WORK REQUEST => Find the string "false" in the records. Copy every line it appears in.

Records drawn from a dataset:

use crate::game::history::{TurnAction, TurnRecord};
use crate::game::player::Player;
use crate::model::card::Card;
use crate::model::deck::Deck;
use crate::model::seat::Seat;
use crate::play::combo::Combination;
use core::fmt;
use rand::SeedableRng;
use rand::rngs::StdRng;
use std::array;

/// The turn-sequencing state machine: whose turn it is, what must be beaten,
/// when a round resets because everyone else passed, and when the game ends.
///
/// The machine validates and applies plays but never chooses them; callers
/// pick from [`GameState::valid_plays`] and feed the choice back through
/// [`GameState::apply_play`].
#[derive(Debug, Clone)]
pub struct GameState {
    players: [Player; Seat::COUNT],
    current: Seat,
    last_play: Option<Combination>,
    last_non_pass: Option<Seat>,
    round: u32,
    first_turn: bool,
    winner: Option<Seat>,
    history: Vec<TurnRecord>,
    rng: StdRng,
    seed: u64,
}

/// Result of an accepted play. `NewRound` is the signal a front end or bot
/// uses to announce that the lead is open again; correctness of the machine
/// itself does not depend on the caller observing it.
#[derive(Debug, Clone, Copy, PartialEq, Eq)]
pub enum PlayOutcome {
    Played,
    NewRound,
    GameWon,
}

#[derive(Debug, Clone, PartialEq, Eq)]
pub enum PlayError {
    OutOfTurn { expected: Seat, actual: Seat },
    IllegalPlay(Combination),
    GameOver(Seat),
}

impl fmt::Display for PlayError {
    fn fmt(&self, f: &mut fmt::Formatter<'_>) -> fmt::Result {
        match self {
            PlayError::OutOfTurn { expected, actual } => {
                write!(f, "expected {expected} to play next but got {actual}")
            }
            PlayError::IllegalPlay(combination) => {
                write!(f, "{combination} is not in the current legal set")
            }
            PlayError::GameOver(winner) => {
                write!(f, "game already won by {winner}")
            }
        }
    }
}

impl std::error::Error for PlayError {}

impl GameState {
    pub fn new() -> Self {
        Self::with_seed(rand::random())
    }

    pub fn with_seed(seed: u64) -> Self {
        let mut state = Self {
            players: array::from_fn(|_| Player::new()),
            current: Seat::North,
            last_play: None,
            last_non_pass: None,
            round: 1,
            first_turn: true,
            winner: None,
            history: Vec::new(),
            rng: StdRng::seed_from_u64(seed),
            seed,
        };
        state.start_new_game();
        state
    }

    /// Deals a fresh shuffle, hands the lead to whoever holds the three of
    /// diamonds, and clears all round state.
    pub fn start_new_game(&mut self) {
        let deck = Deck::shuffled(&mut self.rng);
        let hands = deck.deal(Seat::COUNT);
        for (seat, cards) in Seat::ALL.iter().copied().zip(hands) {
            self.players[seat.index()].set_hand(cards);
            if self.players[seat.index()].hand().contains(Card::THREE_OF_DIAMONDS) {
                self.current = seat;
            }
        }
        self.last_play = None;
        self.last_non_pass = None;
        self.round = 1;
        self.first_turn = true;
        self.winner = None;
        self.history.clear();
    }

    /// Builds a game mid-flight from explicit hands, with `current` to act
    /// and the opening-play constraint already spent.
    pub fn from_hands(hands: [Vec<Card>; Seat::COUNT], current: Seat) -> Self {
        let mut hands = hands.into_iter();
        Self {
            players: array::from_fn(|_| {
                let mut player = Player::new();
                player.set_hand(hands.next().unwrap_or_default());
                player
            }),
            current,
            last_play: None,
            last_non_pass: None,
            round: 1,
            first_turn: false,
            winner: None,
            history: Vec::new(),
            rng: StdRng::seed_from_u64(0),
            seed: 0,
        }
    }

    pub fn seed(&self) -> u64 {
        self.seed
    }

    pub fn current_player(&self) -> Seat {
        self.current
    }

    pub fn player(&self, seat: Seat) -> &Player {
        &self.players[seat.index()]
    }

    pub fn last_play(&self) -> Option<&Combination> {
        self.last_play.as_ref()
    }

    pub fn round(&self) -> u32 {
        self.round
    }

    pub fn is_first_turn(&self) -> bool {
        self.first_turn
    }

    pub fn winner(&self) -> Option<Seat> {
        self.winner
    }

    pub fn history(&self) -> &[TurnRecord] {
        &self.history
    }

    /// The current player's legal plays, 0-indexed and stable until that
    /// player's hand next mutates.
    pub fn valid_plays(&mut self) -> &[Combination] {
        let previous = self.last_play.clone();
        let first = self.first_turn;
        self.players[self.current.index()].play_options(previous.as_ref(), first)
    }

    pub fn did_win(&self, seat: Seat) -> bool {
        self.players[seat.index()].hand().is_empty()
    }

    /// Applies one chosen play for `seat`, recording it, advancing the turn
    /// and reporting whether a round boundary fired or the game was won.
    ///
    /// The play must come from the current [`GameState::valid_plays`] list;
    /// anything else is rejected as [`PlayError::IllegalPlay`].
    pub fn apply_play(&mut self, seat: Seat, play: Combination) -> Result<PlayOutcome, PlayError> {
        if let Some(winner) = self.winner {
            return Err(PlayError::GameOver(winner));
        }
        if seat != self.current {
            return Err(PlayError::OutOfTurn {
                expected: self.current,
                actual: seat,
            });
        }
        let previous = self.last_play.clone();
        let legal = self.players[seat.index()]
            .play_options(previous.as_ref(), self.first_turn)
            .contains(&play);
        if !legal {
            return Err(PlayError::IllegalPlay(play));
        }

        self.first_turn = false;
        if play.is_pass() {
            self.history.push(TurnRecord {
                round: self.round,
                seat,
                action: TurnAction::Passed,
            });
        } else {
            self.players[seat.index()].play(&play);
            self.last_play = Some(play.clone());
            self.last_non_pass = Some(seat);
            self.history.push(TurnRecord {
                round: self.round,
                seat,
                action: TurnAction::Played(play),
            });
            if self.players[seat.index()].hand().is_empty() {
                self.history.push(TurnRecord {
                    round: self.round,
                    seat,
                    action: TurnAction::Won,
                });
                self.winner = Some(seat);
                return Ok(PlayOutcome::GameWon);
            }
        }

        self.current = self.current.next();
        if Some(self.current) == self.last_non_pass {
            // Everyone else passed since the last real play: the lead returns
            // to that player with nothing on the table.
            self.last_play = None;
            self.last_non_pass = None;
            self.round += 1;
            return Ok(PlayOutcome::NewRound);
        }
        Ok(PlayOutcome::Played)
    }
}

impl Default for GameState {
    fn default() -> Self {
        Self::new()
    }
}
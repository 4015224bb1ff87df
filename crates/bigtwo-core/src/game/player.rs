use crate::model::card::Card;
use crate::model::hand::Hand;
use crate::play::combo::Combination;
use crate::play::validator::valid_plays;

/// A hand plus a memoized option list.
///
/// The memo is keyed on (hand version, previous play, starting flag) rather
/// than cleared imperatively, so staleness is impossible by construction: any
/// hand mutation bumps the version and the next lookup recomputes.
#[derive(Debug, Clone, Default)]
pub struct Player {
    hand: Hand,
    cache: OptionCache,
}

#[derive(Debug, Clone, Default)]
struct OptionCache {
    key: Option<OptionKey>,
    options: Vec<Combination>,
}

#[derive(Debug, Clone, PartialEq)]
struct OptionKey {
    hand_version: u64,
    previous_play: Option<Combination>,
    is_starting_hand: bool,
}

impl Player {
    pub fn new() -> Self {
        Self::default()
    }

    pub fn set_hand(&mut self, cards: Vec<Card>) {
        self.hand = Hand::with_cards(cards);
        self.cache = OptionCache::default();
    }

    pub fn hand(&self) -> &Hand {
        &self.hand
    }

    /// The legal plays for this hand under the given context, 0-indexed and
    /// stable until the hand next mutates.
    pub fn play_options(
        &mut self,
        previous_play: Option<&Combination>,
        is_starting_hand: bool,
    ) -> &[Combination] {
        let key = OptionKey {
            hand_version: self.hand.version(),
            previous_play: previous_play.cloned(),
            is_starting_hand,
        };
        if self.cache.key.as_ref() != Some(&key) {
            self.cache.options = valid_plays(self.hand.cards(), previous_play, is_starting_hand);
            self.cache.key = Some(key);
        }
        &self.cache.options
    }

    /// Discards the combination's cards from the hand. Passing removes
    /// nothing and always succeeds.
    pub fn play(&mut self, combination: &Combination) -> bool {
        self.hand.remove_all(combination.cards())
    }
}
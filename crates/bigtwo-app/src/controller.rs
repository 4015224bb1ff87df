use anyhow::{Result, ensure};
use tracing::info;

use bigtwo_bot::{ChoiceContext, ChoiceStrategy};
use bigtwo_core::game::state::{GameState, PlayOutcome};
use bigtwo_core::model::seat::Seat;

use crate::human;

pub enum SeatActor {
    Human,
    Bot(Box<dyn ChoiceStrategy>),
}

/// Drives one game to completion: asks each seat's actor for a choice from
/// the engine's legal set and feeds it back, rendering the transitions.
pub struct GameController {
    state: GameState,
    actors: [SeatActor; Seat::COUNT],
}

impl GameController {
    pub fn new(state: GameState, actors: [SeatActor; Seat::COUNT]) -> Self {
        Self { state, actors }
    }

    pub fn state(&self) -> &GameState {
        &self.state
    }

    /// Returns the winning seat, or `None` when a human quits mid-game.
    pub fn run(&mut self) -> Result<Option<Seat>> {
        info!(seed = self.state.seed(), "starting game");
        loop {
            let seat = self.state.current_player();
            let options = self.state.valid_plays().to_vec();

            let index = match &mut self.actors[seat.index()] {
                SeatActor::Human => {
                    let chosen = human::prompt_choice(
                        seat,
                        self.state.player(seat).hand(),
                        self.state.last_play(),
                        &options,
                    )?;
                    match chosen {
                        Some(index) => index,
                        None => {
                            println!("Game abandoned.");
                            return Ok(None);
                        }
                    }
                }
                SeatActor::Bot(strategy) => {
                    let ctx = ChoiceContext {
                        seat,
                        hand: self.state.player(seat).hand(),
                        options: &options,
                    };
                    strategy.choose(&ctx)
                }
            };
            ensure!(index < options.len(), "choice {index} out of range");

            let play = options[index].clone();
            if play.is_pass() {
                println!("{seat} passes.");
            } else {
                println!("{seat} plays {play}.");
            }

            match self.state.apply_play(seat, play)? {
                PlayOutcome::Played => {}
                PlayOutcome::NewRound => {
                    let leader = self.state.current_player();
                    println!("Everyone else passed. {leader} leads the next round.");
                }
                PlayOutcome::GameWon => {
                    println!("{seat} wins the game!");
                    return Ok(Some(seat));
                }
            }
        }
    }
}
==
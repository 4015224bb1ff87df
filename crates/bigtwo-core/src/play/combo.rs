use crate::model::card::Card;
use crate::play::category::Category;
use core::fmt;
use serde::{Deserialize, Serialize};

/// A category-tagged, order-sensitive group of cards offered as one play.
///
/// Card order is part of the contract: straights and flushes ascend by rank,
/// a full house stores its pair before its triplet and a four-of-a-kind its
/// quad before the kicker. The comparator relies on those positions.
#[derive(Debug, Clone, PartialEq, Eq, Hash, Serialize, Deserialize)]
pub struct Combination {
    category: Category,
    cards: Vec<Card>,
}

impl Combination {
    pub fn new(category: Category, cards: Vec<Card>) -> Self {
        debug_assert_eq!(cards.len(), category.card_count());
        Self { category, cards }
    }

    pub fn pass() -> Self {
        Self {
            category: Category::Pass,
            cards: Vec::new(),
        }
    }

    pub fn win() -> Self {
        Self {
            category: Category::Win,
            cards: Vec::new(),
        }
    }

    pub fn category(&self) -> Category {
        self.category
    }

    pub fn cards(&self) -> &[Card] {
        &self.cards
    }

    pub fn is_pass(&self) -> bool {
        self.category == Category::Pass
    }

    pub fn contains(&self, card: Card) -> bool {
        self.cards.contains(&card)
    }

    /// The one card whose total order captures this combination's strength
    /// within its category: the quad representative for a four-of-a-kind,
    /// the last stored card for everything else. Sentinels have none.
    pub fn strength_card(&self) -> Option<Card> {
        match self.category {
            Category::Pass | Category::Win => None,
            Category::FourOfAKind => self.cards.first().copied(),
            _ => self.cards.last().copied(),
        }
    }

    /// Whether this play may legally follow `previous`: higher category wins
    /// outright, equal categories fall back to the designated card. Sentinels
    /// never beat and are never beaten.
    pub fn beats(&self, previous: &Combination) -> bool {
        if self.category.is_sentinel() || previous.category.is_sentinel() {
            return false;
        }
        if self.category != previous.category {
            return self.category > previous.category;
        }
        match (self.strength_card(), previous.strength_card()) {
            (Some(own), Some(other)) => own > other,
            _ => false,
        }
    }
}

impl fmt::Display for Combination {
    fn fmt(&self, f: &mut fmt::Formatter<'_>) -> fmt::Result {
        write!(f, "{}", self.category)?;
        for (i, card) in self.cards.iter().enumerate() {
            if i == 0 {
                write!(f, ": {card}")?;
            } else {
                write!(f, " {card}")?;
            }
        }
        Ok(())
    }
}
--
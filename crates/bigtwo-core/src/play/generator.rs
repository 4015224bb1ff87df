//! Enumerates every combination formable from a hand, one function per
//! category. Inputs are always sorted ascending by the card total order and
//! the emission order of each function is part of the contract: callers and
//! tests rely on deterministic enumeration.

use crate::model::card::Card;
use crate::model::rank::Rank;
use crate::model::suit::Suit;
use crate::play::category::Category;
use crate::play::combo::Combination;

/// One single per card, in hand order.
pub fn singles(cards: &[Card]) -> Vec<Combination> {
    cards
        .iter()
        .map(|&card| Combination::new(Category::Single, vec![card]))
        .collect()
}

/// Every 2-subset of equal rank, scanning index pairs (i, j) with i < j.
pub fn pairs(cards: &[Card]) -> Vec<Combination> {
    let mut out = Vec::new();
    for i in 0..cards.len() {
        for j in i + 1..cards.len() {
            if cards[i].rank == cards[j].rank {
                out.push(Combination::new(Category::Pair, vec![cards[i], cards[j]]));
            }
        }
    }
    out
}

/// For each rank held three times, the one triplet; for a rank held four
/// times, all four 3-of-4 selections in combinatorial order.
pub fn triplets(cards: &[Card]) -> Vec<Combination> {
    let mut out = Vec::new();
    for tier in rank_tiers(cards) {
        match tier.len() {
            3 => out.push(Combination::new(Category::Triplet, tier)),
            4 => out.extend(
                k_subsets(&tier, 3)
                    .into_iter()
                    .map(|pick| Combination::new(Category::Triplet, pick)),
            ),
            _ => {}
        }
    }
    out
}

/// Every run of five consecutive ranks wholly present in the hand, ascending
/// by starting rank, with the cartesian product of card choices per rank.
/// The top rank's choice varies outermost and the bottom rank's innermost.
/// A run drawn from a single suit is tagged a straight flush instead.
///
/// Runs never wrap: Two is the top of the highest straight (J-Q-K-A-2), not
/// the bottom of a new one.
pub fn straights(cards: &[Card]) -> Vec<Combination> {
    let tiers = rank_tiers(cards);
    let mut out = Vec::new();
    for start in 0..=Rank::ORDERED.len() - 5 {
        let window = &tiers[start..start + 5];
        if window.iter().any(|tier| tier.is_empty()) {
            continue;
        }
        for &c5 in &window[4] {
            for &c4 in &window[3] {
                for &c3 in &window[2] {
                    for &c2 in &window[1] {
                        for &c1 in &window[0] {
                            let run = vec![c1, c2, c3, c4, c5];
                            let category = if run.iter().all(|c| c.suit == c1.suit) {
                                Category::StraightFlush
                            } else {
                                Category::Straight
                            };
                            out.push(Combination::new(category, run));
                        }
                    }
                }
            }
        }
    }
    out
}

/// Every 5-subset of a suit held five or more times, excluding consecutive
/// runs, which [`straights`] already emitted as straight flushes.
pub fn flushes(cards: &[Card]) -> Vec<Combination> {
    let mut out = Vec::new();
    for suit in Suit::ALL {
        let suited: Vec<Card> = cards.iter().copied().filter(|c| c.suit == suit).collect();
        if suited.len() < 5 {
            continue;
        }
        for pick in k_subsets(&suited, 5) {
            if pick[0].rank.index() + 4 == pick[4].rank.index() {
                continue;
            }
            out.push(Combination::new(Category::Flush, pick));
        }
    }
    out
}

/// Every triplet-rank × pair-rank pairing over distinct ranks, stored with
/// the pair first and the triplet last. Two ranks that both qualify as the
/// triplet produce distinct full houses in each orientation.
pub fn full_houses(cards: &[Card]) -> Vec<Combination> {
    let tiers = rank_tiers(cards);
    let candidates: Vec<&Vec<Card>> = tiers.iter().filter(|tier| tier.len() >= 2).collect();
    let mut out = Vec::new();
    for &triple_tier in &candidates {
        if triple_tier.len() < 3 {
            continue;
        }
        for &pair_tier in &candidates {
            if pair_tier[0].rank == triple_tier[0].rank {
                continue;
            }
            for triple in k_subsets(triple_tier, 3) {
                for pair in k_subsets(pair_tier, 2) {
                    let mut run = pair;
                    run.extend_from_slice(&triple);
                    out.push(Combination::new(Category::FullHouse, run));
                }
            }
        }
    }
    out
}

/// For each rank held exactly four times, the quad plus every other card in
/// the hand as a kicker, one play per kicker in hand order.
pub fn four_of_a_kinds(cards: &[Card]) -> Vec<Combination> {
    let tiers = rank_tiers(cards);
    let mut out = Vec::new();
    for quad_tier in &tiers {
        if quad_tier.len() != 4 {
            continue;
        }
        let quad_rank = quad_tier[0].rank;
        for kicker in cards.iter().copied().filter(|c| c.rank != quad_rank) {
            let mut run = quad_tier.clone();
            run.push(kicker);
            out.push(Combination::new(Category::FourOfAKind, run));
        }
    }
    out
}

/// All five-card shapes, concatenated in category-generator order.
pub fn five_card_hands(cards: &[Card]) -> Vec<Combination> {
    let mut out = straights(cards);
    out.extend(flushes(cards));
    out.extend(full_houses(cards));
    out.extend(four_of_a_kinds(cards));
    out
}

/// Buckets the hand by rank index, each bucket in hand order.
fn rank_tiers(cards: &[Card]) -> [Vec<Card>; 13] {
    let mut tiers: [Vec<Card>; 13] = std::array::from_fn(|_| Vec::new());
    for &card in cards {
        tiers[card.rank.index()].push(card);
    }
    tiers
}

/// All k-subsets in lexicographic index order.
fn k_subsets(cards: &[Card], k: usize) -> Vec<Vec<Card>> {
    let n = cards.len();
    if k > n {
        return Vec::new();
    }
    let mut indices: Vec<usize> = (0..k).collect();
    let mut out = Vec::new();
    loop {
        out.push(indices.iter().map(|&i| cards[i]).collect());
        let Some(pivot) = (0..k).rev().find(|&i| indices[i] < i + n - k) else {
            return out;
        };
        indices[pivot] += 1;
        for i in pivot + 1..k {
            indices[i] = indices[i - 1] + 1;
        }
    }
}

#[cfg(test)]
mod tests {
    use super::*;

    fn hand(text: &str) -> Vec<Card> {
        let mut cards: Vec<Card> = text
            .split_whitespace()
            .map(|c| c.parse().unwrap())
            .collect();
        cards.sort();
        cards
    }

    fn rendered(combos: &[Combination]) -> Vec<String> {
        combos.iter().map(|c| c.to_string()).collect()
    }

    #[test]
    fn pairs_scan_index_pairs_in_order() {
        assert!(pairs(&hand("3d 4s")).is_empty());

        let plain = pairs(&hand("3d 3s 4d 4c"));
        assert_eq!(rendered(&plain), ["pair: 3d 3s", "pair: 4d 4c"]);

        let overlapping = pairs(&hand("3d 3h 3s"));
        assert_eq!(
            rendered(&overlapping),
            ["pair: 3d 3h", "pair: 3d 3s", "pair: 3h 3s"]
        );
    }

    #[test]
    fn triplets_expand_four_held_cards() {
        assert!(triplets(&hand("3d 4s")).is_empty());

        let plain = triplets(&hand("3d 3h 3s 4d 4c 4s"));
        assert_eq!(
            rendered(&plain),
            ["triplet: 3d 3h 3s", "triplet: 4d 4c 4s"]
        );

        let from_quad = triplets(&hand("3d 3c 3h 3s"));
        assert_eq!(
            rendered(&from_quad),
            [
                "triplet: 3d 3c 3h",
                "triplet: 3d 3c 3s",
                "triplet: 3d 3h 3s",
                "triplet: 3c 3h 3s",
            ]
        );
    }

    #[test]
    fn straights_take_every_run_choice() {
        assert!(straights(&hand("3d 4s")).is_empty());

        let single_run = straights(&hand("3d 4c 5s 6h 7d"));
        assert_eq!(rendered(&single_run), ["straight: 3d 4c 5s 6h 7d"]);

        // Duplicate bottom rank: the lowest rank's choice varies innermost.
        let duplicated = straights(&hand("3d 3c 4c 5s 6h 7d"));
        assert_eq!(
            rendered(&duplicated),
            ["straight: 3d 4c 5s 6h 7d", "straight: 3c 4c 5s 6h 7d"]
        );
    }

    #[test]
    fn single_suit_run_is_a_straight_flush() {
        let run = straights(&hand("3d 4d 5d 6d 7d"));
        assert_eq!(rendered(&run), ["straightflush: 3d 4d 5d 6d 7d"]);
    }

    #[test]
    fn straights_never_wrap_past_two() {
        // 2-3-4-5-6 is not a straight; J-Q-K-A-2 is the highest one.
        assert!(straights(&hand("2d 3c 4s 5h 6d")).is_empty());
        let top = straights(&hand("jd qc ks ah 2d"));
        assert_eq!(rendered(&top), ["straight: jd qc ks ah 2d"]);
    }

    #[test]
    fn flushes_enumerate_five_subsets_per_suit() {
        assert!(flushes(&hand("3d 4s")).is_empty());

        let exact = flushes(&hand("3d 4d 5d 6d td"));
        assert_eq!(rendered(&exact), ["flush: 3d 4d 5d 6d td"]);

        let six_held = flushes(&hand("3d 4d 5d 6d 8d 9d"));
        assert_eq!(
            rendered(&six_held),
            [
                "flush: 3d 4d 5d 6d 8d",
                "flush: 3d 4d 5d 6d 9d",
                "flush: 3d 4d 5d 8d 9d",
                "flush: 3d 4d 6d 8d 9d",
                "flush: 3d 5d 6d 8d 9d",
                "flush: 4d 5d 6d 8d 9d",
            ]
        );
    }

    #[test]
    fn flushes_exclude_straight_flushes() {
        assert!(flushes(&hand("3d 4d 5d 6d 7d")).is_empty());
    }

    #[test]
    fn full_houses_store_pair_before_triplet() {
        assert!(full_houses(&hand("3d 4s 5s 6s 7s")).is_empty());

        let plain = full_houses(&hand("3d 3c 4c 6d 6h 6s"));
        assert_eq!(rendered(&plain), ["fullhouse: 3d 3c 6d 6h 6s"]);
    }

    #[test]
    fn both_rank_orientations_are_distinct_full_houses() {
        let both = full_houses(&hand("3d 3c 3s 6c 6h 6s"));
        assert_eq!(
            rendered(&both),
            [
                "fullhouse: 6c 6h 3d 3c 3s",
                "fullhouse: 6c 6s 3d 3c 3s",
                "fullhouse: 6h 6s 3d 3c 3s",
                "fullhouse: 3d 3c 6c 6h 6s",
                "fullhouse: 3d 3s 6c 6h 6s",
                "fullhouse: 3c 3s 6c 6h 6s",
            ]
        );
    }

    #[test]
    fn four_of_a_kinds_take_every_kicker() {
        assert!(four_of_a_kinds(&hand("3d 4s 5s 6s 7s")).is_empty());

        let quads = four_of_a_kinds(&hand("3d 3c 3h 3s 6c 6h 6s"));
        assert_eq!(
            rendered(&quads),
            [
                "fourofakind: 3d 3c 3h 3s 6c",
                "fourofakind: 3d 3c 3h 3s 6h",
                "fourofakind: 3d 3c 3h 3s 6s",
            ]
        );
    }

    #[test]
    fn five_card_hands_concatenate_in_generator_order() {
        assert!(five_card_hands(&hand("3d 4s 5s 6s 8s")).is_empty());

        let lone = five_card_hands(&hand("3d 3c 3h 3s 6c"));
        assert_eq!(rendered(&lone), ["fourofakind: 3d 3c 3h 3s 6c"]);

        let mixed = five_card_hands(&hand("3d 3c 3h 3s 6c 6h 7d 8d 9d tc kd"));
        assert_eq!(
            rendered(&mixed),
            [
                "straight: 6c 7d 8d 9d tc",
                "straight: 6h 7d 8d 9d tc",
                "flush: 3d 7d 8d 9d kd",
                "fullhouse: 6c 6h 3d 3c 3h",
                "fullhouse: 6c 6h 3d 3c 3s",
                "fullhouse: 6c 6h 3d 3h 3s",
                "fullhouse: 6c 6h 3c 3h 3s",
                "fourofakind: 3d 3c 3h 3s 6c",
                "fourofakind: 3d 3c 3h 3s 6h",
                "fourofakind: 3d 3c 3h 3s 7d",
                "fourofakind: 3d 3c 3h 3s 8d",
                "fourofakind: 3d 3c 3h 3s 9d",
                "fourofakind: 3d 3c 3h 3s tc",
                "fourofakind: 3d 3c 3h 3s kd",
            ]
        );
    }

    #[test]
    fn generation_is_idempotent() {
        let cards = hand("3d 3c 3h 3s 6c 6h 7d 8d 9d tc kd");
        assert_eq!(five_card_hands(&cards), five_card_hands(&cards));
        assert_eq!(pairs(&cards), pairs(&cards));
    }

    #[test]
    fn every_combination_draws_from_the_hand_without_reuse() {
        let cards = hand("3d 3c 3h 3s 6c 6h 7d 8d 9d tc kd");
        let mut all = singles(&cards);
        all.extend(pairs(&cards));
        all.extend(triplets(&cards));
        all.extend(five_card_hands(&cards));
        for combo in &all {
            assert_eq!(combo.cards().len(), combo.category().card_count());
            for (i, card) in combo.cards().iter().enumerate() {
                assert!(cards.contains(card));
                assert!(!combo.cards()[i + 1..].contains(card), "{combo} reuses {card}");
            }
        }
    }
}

ANSWER =>
            first_turn: false,
        self.first_turn = false;
            return false;
            _ => false,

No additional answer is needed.